It's good policy to reuse parsers, rather than
constantly discard and recreate them.
Some parsers are more expensive to create than others,
so such reuse can improve performance if you parse
many documents. Similarly, factory approaches add some fixed
costs to achieve vendor neutrality, and those costs can add up.
In contexts like servlets, where any number of
threads may need to parse XML concurrently, parsers are often pooled so those
bootstrapping costs won't increase per-request service times.
3.2.3. Using JAXP
Sun's JAXP 1.1 supports yet another way to bootstrap SAX parsers.
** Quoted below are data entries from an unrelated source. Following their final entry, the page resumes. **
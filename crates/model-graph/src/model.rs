//! Append-Only Model

use crate::{CoordinateList, GraphError, Node, NodeId};
use tracing::debug;

/// Dataflow graph of primitive nodes
///
/// Nodes can only reference nodes emplaced before them, so the graph is
/// acyclic and already in evaluation order. Nothing is ever removed.
#[derive(Debug, Clone, Default)]
pub struct Model {
    nodes: Vec<Node>,
}

impl Model {
    pub fn new() -> Self {
        Self::default()
    }

    /// Add a node and return the handle to its full output
    pub fn emplace(&mut self, node: impl Into<Node>) -> Result<CoordinateList, GraphError> {
        let node = node.into();
        node.check_shape()?;
        for input in node.inputs() {
            self.check_coordinates(input)?;
        }

        let id = self.nodes.len();
        let size = node.output_size();
        debug!("Emplacing {} node {} (size {})", node.kind_name(), id, size);
        self.nodes.push(node);
        Ok(CoordinateList::range(id, 0, size))
    }

    /// Check that every coordinate names an existing node element
    pub fn check_coordinates(&self, coordinates: &CoordinateList) -> Result<(), GraphError> {
        for c in coordinates.iter() {
            let node = self.nodes.get(c.node).ok_or(GraphError::UnknownNode(c.node))?;
            let size = node.output_size();
            if c.element >= size {
                return Err(GraphError::ElementOutOfRange {
                    node: c.node,
                    element: c.element,
                    size,
                });
            }
        }
        Ok(())
    }

    /// The most recently emplaced node
    pub fn last_node(&self) -> Option<&Node> {
        self.nodes.last()
    }

    pub fn node(&self, id: NodeId) -> Option<&Node> {
        self.nodes.get(id)
    }

    pub fn nodes(&self) -> &[Node] {
        &self.nodes
    }

    pub fn len(&self) -> usize {
        self.nodes.len()
    }

    pub fn is_empty(&self) -> bool {
        self.nodes.is_empty()
    }

    /// Size of the sample every input node expects
    pub fn input_size(&self) -> Option<usize> {
        self.nodes.iter().find_map(|n| match n {
            Node::Input(input) => Some(input.size),
            _ => None,
        })
    }
}
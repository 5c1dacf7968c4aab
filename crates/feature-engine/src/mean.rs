//! Windowed Mean Features

use crate::factory::parse_windowed;
use crate::feature::{emplace_binary, emplace_delay, resolved_input, single_input, sum_taps, window_divisor};
use crate::window::WindowState;
use crate::{Feature, FeatureError, FeatureId, FeatureKind, FeatureOutputs, FeatureSet, WindowStatistics};
use model_graph::{AccumulatorNode, BinaryOp, CoordinateList, Model};

/// Mean over the last `window` samples, recomputed from the buffer
#[derive(Debug, Clone)]
pub struct MeanFeature {
    state: WindowState,
}

impl MeanFeature {
    /// Create a feature over `window` samples of feature `input`
    pub fn new(id: impl Into<String>, input: FeatureId, window: usize) -> Result<Self, FeatureError> {
        Ok(Self {
            state: WindowState::new(id, input, window)?,
        })
    }

    /// Build from `[id, "mean", input, window]`
    pub fn create(params: &[&str], previous: &FeatureSet) -> Result<Self, FeatureError> {
        let (id, input, window) = parse_windowed(FeatureKind::Mean, params, previous)?;
        Self::new(id, input, window)
    }

    /// Number of samples in the window
    pub fn window_size(&self) -> usize {
        self.state.window
    }

    /// Index of the feature this one reads
    pub fn input_feature(&self) -> FeatureId {
        self.state.input
    }
}

impl Feature for MeanFeature {
    fn id(&self) -> &str {
        &self.state.id
    }

    fn kind(&self) -> FeatureKind {
        FeatureKind::Mean
    }

    fn inputs(&self) -> &[FeatureId] {
        std::slice::from_ref(&self.state.input)
    }

    fn output_dimension(&self) -> Option<usize> {
        self.state.output_dimension
    }

    fn compute_output(&mut self, inputs: &[&[f64]]) -> Result<Vec<f64>, FeatureError> {
        let sample = single_input(&self.state.id, inputs)?;
        self.state.validate(sample)?;
        self.state.push(sample)?;
        Ok(WindowStatistics::compute(&self.state.buffer, self.state.window, sample.len()).mean)
    }

    fn add_to_model(&self, model: &mut Model, outputs: &FeatureOutputs) -> Result<CoordinateList, FeatureError> {
        let input = resolved_input(&self.state.id, self.state.input, outputs)?;
        let divisor = window_divisor(model, self.state.window, input.len())?;

        let (buffer, delay) = emplace_delay(model, input, self.state.window)?;
        let (sum, _) = sum_taps(model, &delay, &buffer)?;
        emplace_binary(model, &sum, &divisor, BinaryOp::Divide)
    }

    fn reset(&mut self) {
        self.state.reset();
    }
}

/// Mean over the last `window` samples from a running sum, O(D) per sample
#[derive(Debug, Clone)]
pub struct IncrementalMeanFeature {
    state: WindowState,
    running_sum: Vec<f64>,
}

impl IncrementalMeanFeature {
    /// Create a feature over `window` samples of feature `input`
    pub fn new(id: impl Into<String>, input: FeatureId, window: usize) -> Result<Self, FeatureError> {
        Ok(Self {
            state: WindowState::new(id, input, window)?,
            running_sum: Vec::new(),
        })
    }

    /// Build from `[id, "incremental_mean", input, window]`
    pub fn create(params: &[&str], previous: &FeatureSet) -> Result<Self, FeatureError> {
        let (id, input, window) = parse_windowed(FeatureKind::IncrementalMean, params, previous)?;
        Self::new(id, input, window)
    }

    /// Number of samples in the window
    pub fn window_size(&self) -> usize {
        self.state.window
    }

    /// Index of the feature this one reads
    pub fn input_feature(&self) -> FeatureId {
        self.state.input
    }
}

impl Feature for IncrementalMeanFeature {
    fn id(&self) -> &str {
        &self.state.id
    }

    fn kind(&self) -> FeatureKind {
        FeatureKind::IncrementalMean
    }

    fn inputs(&self) -> &[FeatureId] {
        std::slice::from_ref(&self.state.input)
    }

    fn output_dimension(&self) -> Option<usize> {
        self.state.output_dimension
    }

    fn compute_output(&mut self, inputs: &[&[f64]]) -> Result<Vec<f64>, FeatureError> {
        let sample = single_input(&self.state.id, inputs)?;
        self.state.validate(sample)?;

        let old = self.state.departing(sample.len());
        self.state.push(sample)?;
        self.running_sum.resize(sample.len(), 0.0);

        let window = self.state.window as f64;
        let result = self
            .running_sum
            .iter_mut()
            .zip(sample.iter().zip(&old))
            .map(|(sum, (new, old))| {
                *sum += new - old;
                *sum / window
            })
            .collect();
        Ok(result)
    }

    fn add_to_model(&self, model: &mut Model, outputs: &FeatureOutputs) -> Result<CoordinateList, FeatureError> {
        let input = resolved_input(&self.state.id, self.state.input, outputs)?;
        let window = self.state.window;
        let divisor = window_divisor(model, window, input.len())?;

        let (buffer, delay) = emplace_delay(model, input, window + 1)?;
        let oldest = delay.delayed_output(&buffer, window)?;
        let diff = emplace_binary(model, input, &oldest, BinaryOp::Subtract)?;
        let running_sum = model.emplace(AccumulatorNode::new(diff))?;
        emplace_binary(model, &running_sum, &divisor, BinaryOp::Divide)
    }

    fn reset(&mut self) {
        self.state.reset();
        self.running_sum.clear();
    }
}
It's a more complex process, taking several steps instead of
just one:
First, get a
javax.xml.parsers.SAXParserFactory.
Tell it to return parsers that will
do the kind of processing needed by your application.
Ask it to give you a JAXP parser of type
javax.xml.parsers.SAXParser.
Finally, ask the JAXP parser to give
you the XMLReader that is
normally lurking inside of it.
Conceptually this is like the no-parameters
XMLReaderFactory.createXMLReader() method,
except it's complicated by expecting the factory to return
preconfigured parsers.[16]
Configuring the parser using the SAX2 flags and properties
directly is preferable; the API "surface area" is smaller.
Other than having different default namespace-processing modes,
the practical difference is primarily availability: many implementations ensure that a JAXP system
default is always accessible, but they haven't paid the same
attention to providing the default SAX2 parser.
(Current versions of the SAX2 classes make that
easier, but you might not be using such versions.)
The code to use
the JAXP bootstrap API to get a SAX2 parser looks like this:
import org.xml.sax.*;
import javax.xml.parsers.*;
XMLReader parser;
try {
SAXParserFactory factory;
factory = SAXParserFactory.newInstance ();
factory.setNamespaceAware (true);
parser = factory.newSAXParser ().getXMLReader ();
// success!
} catch (FactoryConfigurationError err) {
System.err.println ("can't create JAXP SAXParserFactory, "
+ err.getMessage ());
} catch (ParserConfigurationException err) {
System.err.println ("can't create XMLReader with namespaces, "
+ err.getMessage ());
} catch (SAXException err) {
System.err.println ("Hmm, SAXException, " + err.getMessage ());
}
Rather than calling newInstance(),
you can hardcode the constructor for a particular factory,
probably using one of the classes listed in
Table 3-2.
It's better to keep implementation preferences as configuration
issues though, and not hardwire them into source code.
For situations where you may have several parsers in your
class path (or a tree of class loaders, as found in many
recent servlet engines),
JAXP offers several methods to configure such preferences.
You
can associate the factory class name value with the key
javax.xml.parsers.SAXParserFactory by
using the key to name a system property (which sets the default parser
for your JVM instance) or by putting it in the
$JAVA_HOME/jre/lib/jaxp.properties
property file (which sets the default policy for that
JVM implementation).
I prefer the jaxp.properties solution;
with the other method the default parser is a function
of your class path settings and even the names assigned
to various JAR files. You can also embed this preference in your
application's JAR files as a META-INF/services/... file, but that solution is similarly sensitive to class loader
configuration issues.
Table 3-2. JAXP SAXParserFactory implementation classes
JAXP factory |
Class name |
Ælfred |
gnu.xml.aelfred2.JAXPFactory |
Crimson |
org.apache.crimson.jaxp.SAXParserFactoryImpl |
Xerces |
org.apache.xerces.jaxp.SAXParserFactoryImpl |
If you're using JAXP to bootstrap a SAX2
parser, rather than the SAX2 APIs, the default setting for
namespace processing is different: JAXP parsers don't process
namespaces by default, while SAX2 parsers do.
SAX2 normally removes all
xmlns* attributes, reports namespace scope
events, and may hide the namespace prefixes actually used
by element and attribute names.
JAXP does none of that unless you make it; in fact,
the default parser mode for some current implementations is
the illegal SAX2 mode described in the previous chapter.
The example code in this section made the JAXP factory follow
SAX2 defaults.
This book encourages you to use SAX2 directly,
rather than through the JAXP factory mechanism.
Even if JAXP is available, it's more complex to use.
Also, the resulting parser is configured differently,
so many of the examples in this book would break.